* MATERIAL PROVIDED:
◇ ◇ ◇ ◇ ◇

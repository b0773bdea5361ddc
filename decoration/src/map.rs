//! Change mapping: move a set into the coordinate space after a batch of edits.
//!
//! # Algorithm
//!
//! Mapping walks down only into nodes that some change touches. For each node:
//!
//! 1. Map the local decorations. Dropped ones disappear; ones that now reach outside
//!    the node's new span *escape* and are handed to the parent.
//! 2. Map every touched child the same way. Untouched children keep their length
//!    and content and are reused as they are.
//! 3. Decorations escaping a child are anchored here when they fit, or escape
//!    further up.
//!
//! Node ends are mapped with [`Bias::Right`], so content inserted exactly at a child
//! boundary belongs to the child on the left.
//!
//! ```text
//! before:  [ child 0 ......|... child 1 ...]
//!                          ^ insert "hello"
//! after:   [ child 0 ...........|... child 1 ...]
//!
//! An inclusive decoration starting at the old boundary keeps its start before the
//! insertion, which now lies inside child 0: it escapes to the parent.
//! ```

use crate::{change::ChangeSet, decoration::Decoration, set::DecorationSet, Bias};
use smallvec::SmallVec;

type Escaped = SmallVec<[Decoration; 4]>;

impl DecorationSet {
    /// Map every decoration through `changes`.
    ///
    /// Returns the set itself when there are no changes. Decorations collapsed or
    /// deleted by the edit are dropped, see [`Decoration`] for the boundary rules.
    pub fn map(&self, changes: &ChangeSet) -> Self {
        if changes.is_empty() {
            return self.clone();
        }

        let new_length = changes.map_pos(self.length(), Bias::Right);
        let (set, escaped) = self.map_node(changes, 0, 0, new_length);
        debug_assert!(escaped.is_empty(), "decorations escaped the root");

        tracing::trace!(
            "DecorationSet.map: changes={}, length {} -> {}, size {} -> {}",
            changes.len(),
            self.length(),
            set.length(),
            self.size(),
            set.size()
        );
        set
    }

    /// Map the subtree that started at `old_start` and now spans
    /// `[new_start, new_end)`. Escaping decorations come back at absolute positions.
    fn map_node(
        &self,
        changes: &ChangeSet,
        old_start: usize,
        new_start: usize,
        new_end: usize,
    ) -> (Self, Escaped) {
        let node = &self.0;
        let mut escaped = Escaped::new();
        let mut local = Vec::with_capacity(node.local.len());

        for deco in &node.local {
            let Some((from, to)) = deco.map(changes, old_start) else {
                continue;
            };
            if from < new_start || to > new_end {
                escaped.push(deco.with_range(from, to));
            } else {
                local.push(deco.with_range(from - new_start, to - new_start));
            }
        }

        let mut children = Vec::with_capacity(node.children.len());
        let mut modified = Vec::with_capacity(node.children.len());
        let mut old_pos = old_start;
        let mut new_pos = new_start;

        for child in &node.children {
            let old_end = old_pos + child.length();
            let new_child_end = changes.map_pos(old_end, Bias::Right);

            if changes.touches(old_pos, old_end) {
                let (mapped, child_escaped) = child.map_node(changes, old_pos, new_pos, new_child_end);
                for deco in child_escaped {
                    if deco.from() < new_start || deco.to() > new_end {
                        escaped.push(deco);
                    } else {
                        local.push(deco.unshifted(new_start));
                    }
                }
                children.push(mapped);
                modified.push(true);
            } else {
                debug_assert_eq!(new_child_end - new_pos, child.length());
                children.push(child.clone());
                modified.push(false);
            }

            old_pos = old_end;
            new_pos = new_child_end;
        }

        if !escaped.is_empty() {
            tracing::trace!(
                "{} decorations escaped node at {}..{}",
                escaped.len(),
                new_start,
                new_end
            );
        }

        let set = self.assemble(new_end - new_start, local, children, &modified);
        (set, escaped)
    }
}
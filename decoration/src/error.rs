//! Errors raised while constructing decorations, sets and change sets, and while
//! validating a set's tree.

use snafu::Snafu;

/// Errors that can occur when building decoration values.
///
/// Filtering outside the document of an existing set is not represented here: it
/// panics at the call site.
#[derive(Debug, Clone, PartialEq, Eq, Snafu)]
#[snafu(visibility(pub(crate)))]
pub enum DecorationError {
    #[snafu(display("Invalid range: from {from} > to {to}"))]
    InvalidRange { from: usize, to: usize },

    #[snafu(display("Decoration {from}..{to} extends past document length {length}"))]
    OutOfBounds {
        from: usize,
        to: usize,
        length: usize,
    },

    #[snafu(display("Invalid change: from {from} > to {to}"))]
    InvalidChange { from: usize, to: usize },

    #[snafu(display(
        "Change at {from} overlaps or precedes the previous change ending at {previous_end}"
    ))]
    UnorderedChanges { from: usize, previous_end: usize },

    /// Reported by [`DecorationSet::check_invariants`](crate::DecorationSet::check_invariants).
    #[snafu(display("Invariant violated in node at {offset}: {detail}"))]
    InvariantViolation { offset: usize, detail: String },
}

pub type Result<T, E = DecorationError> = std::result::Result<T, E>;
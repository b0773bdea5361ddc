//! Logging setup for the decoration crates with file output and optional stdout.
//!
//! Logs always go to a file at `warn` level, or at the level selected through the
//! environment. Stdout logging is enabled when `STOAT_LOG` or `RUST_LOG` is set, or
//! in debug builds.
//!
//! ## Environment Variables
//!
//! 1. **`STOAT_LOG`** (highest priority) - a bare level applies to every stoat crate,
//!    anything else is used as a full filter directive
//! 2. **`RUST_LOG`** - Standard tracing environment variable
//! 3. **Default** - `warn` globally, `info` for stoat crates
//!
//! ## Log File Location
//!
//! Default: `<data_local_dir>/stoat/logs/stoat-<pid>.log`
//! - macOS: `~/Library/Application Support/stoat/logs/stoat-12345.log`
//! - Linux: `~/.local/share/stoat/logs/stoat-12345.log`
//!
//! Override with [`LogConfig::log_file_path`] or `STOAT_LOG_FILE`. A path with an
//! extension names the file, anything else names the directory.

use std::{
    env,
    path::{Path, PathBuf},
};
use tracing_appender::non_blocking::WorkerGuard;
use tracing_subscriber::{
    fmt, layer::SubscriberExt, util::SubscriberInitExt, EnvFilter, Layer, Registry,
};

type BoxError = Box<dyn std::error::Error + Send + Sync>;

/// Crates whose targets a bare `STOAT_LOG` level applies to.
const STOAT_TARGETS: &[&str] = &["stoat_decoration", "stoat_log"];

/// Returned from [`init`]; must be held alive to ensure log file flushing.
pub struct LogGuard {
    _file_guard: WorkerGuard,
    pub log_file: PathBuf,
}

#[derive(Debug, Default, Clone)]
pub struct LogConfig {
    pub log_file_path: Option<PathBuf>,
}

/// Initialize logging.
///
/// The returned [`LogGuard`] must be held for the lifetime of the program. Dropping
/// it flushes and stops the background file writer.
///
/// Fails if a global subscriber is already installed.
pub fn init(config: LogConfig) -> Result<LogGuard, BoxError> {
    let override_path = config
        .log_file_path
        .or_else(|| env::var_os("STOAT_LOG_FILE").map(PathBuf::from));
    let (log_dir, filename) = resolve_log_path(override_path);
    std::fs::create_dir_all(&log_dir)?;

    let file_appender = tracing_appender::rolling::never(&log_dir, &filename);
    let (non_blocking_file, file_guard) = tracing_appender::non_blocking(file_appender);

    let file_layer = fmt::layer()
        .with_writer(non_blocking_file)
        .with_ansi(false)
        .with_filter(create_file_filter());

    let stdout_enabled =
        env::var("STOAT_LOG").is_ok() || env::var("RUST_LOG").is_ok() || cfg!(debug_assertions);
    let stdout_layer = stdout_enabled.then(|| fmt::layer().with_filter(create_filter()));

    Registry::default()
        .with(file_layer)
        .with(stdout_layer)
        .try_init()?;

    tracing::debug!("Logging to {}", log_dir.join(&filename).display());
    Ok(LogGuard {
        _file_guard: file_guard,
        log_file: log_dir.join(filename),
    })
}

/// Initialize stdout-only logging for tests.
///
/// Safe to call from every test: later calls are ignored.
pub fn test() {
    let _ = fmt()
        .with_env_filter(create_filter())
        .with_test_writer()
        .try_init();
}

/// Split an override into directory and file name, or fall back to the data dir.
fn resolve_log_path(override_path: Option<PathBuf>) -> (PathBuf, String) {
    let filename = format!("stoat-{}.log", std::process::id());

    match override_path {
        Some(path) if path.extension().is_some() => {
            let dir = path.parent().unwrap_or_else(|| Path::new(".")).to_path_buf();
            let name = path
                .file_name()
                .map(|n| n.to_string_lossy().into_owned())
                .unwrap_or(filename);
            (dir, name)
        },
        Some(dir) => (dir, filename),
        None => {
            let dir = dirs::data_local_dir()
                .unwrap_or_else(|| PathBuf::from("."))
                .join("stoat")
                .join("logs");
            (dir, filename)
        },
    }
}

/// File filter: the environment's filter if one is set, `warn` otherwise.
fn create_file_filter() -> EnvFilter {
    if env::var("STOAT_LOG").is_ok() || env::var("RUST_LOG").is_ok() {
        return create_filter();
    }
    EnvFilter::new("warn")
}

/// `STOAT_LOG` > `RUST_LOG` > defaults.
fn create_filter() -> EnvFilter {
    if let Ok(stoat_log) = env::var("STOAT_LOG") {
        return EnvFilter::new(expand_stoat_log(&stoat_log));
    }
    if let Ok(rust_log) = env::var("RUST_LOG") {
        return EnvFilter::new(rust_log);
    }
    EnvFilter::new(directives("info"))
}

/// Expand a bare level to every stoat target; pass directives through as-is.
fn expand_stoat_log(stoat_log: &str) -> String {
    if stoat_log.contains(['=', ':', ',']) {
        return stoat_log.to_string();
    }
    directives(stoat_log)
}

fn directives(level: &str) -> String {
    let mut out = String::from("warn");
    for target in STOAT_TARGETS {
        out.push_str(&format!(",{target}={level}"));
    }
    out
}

◇ ◇ ◇ ◇ ◇

* PROBLEM: Within the listing above, tally the lines holding the word "Errors". Give the tally only.

* ANSWER TO THE EXERCISE: 2